Collected data

=== Section Start ===

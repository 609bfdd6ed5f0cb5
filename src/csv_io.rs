//! CSV adapters for traces, smoothed profiles and batch summaries.

use std::path::Path;

use csv::{Reader, Writer};
use serde::{Deserialize, Serialize};

use crate::error::Result;
use crate::pipeline::{GradeProfile, RawTrace, SummaryRow};

#[derive(Debug, Deserialize)]
struct TraceRecord {
    distance: f64,
    elevation: f64,
}

#[derive(Debug, Serialize)]
struct ProfileRecord {
    distance_m: f64,
    raw_elevation_m: f64,
    smoothed_elevation_m: f64,
    grade_percent: f64,
}

/// Read a `distance,elevation` CSV (with headers) into a trace named after
/// the file.
pub fn read_trace_csv(path: &Path) -> Result<RawTrace> {
    let mut rdr = Reader::from_path(path)?;
    let mut distances = Vec::new();
    let mut elevations = Vec::new();

    for record in rdr.deserialize::<TraceRecord>() {
        let record = record?;
        distances.push(record.distance);
        elevations.push(record.elevation);
    }

    let name = path
        .file_name()
        .and_then(|n| n.to_str())
        .unwrap_or("unknown")
        .to_string();

    Ok(RawTrace::new(name, distances, elevations))
}

/// One row per prepared sample.
pub fn write_profile_csv(profile: &GradeProfile, path: &Path) -> Result<()> {
    let mut wtr = Writer::from_path(path)?;
    let grades = profile.grades.as_percent();

    for (i, sample) in profile.series.samples().enumerate() {
        wtr.serialize(ProfileRecord {
            distance_m: sample.distance,
            raw_elevation_m: sample.elevation,
            smoothed_elevation_m: profile.smoothed.elevations()[i],
            grade_percent: grades[i],
        })?;
    }

    wtr.flush()?;
    Ok(())
}

pub fn write_summary_csv(rows: &[SummaryRow], path: &Path) -> Result<()> {
    let mut wtr = Writer::from_path(path)?;
    for row in rows {
        wtr.serialize(row)?;
    }
    wtr.flush()?;
    Ok(())
}
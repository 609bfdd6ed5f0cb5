//! Adaptive grade smoothing for noisy (distance, elevation) traces.
//!
//! Raw GPS or DEM elevation is split into variable-length windows, each long
//! enough that its elevation change clears the sensor noise floor. One grade
//! per window is fitted and clamped, the elevation trace is rebuilt from those
//! grades, and gain/loss is accumulated with a second noise floor.
//!
//! ```no_run
//! use grade_smoother::{process, SmoothingConfig};
//!
//! let distances = [0.0, 10.0, 20.0, 30.0, 40.0];
//! let elevations = [100.0, 100.3, 99.8, 105.0, 104.9];
//! let profile = process(&distances, &elevations, &SmoothingConfig::foot())?;
//! println!("gain {:.1} m, loss {:.1} m", profile.gain_loss.gain, profile.gain_loss.loss);
//! # Ok::<(), grade_smoother::GradeError>(())
//! ```

pub mod config;
pub mod csv_io;
pub mod error;
pub mod filters;
pub mod gpx_io;
pub mod pipeline;
pub mod series;
pub mod smoother;
pub mod stats;

pub use config::{GradeFit, SmoothingConfig};
pub use error::{GradeError, Result};
pub use pipeline::{
    process, process_batch, process_trace, GradeProfile, RawTrace, SummaryRow, TraceOutcome,
};
pub use series::{prepare, Advisory, Sample, Series};
pub use smoother::{smooth, windows, GradeSeries, Smoothed, SmoothedElevationSeries, Window};
pub use stats::{accumulate, raw_gain_loss, summarize, GainLossResult, TraceSummary};
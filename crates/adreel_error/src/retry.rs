//! Retry classification shared by error types.

/// Trait for errors that support retry logic.
///
/// # Examples
///
/// ```
/// use adreel_error::{AdreelError, ProviderError, ProviderErrorKind, RetryableError};
///
/// let err: AdreelError = ProviderError::new(ProviderErrorKind::Http {
///     status_code: 503,
///     message: "Service unavailable".to_string(),
/// })
/// .into();
///
/// assert!(err.is_retryable());
/// let (backoff, retries, _max_delay) = err.retry_strategy_params();
/// assert_eq!(backoff, 2000);
/// assert_eq!(retries, 5);
/// ```
pub trait RetryableError {
    /// Returns true if this error should trigger a retry.
    ///
    /// Transient failures such as 503, 429 or a dropped connection return true.
    /// Terminal task failures, timeouts and bad input return false.
    fn is_retryable(&self) -> bool;

    /// Get retry strategy parameters for this error.
    ///
    /// Returns `(initial_backoff_ms, max_retries, max_delay_secs)`.
    fn retry_strategy_params(&self) -> (u64, usize, u64) {
        (2000, 5, 60)
    }
}
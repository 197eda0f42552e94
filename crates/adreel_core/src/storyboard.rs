//! Ordered shot lists.

use crate::Shot;
use serde::{Deserialize, Serialize};

/// The visual plan of an ad: shots in playback order.
///
/// The `shots` key is required when decoding.
///
/// # Examples
///
/// ```
/// use adreel_core::Storyboard;
///
/// let board: Storyboard = serde_json::from_str(
///     r#"{"shots": [{"type": "Wide shot"}, {"type": "Close-up"}]}"#,
/// )
/// .unwrap();
/// assert_eq!(board.len(), 2);
/// assert_eq!(board.truncated(1).len(), 1);
/// ```
#[derive(Debug, Clone, Default, PartialEq, Eq, Serialize, Deserialize)]
pub struct Storyboard {
    /// Shots in playback order
    pub shots: Vec<Shot>,
}

impl Storyboard {
    /// Create a storyboard from shots.
    pub fn new(shots: Vec<Shot>) -> Self {
        Self { shots }
    }

    /// Number of shots.
    pub fn len(&self) -> usize {
        self.shots.len()
    }

    /// True when there are no shots.
    pub fn is_empty(&self) -> bool {
        self.shots.is_empty()
    }

    /// Keep at most `max` shots. Never pads.
    pub fn truncated(mut self, max: usize) -> Self {
        self.shots.truncate(max);
        self
    }
}
//! Clip providers.

mod luma;
mod mock;
mod pika;
mod polling;
mod remote;
mod runway;

pub use luma::LumaBackend;
pub use mock::MockClipProvider;
pub use pika::PikaBackend;
pub use polling::{PollPolicy, TaskStatus, poll_until_terminal};
pub use remote::{RemoteBackend, RemoteClipProvider};
pub use runway::RunwayBackend;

=== Section End ===

▸ Problem description
Every entry must be output again, exactly as written above.

▸ Answer below
repository 609bfdd6ed5f0cb5
filename src/csv_io.rs
//! CSV adapters for traces, smoothed profiles and batch summaries.

use std::path::Path;

use csv::{Reader, Writer};
use serde::{Deserialize, Serialize};

use crate::error::Result;
use crate::pipeline::{GradeProfile, RawTrace, SummaryRow};

#[derive(Debug, Deserialize)]
struct TraceRecord {
    distance: f64,
    elevation: f64,
}

#[derive(Debug, Serialize)]
struct ProfileRecord {
    distance_m: f64,
    raw_elevation_m: f64,
    smoothed_elevation_m: f64,
    grade_percent: f64,
}

/// Read a `distance,elevation` CSV (with headers) into a trace named after
/// the file.
pub fn read_trace_csv(path: &Path) -> Result<RawTrace> {
    let mut rdr = Reader::from_path(path)?;
    let mut distances = Vec::new();
    let mut elevations = Vec::new();

    for record in rdr.deserialize::<TraceRecord>() {
        let record = record?;
        distances.push(record.distance);
        elevations.push(record.elevation);
    }

    let name = path
        .file_name()
        .and_then(|n| n.to_str())
        .unwrap_or("unknown")
        .to_string();

    Ok(RawTrace::new(name, distances, elevations))
}

/// One row per prepared sample.
pub fn write_profile_csv(profile: &GradeProfile, path: &Path) -> Result<()> {
    let mut wtr = Writer::from_path(path)?;
    let grades = profile.grades.as_percent();

    for (i, sample) in profile.series.samples().enumerate() {
        wtr.serialize(ProfileRecord {
            distance_m: sample.distance,
            raw_elevation_m: sample.elevation,
            smoothed_elevation_m: profile.smoothed.elevations()[i],
            grade_percent: grades[i],
        })?;
    }

    wtr.flush()?;
    Ok(())
}

pub fn write_summary_csv(rows: &[SummaryRow], path: &Path) -> Result<()> {
    let mut wtr = Writer::from_path(path)?;
    for row in rows {
        wtr.serialize(row)?;
    }
    wtr.flush()?;
    Ok(())
}
repository 609bfdd6ed5f0cb5
//! Adaptive grade smoothing for noisy (distance, elevation) traces.
//!
//! Raw GPS or DEM elevation is split into variable-length windows, each long
//! enough that its elevation change clears the sensor noise floor. One grade
//! per window is fitted and clamped, the elevation trace is rebuilt from those
//! grades, and gain/loss is accumulated with a second noise floor.
//!
//! ```no_run
//! use grade_smoother::{process, SmoothingConfig};
//!
//! let distances = [0.0, 10.0, 20.0, 30.0, 40.0];
//! let elevations = [100.0, 100.3, 99.8, 105.0, 104.9];
//! let profile = process(&distances, &elevations, &SmoothingConfig::foot())?;
//! println!("gain {:.1} m, loss {:.1} m", profile.gain_loss.gain, profile.gain_loss.loss);
//! # Ok::<(), grade_smoother::GradeError>(())
//! ```

pub mod config;
pub mod csv_io;
pub mod error;
pub mod filters;
pub mod gpx_io;
pub mod pipeline;
pub mod series;
pub mod smoother;
pub mod stats;

pub use config::{GradeFit, SmoothingConfig};
pub use error::{GradeError, Result};
pub use pipeline::{
    process, process_batch, process_trace, GradeProfile, RawTrace, SummaryRow, TraceOutcome,
};
pub use series::{prepare, Advisory, Sample, Series};
pub use smoother::{smooth, windows, GradeSeries, Smoothed, SmoothedElevationSeries, Window};
pub use stats::{accumulate, raw_gain_loss, summarize, GainLossResult, TraceSummary};
filename crates/adreel_error/src/retry.rs
//! Retry classification shared by error types.

/// Trait for errors that support retry logic.
///
/// # Examples
///
/// ```
/// use adreel_error::{AdreelError, ProviderError, ProviderErrorKind, RetryableError};
///
/// let err: AdreelError = ProviderError::new(ProviderErrorKind::Http {
///     status_code: 503,
///     message: "Service unavailable".to_string(),
/// })
/// .into();
///
/// assert!(err.is_retryable());
/// let (backoff, retries, _max_delay) = err.retry_strategy_params();
/// assert_eq!(backoff, 2000);
/// assert_eq!(retries, 5);
/// ```
pub trait RetryableError {
    /// Returns true if this error should trigger a retry.
    ///
    /// Transient failures such as 503, 429 or a dropped connection return true.
    /// Terminal task failures, timeouts and bad input return false.
    fn is_retryable(&self) -> bool;

    /// Get retry strategy parameters for this error.
    ///
    /// Returns `(initial_backoff_ms, max_retries, max_delay_secs)`.
    fn retry_strategy_params(&self) -> (u64, usize, u64) {
        (2000, 5, 60)
    }
}
repository 197eda0f42552e94
filename crates/adreel_core/src/storyboard.rs
//! Ordered shot lists.

use crate::Shot;
use serde::{Deserialize, Serialize};

/// The visual plan of an ad: shots in playback order.
///
/// The `shots` key is required when decoding.
///
/// # Examples
///
/// ```
/// use adreel_core::Storyboard;
///
/// let board: Storyboard = serde_json::from_str(
///     r#"{"shots": [{"type": "Wide shot"}, {"type": "Close-up"}]}"#,
/// )
/// .unwrap();
/// assert_eq!(board.len(), 2);
/// assert_eq!(board.truncated(1).len(), 1);
/// ```
#[derive(Debug, Clone, Default, PartialEq, Eq, Serialize, Deserialize)]
pub struct Storyboard {
    /// Shots in playback order
    pub shots: Vec<Shot>,
}

impl Storyboard {
    /// Create a storyboard from shots.
    pub fn new(shots: Vec<Shot>) -> Self {
        Self { shots }
    }

    /// Number of shots.
    pub fn len(&self) -> usize {
        self.shots.len()
    }

    /// True when there are no shots.
    pub fn is_empty(&self) -> bool {
        self.shots.is_empty()
    }

    /// Keep at most `max` shots. Never pads.
    pub fn truncated(mut self, max: usize) -> Self {
        self.shots.truncate(max);
        self
    }
}
//! Clip providers.

mod luma;
mod mock;
mod pika;
mod polling;
mod remote;
mod runway;

pub use luma::LumaBackend;
pub use mock::MockClipProvider;
pub use pika::PikaBackend;
pub use polling::{PollPolicy, TaskStatus, poll_until_terminal};
pub use remote::{RemoteBackend, RemoteClipProvider};
pub use runway::RunwayBackend;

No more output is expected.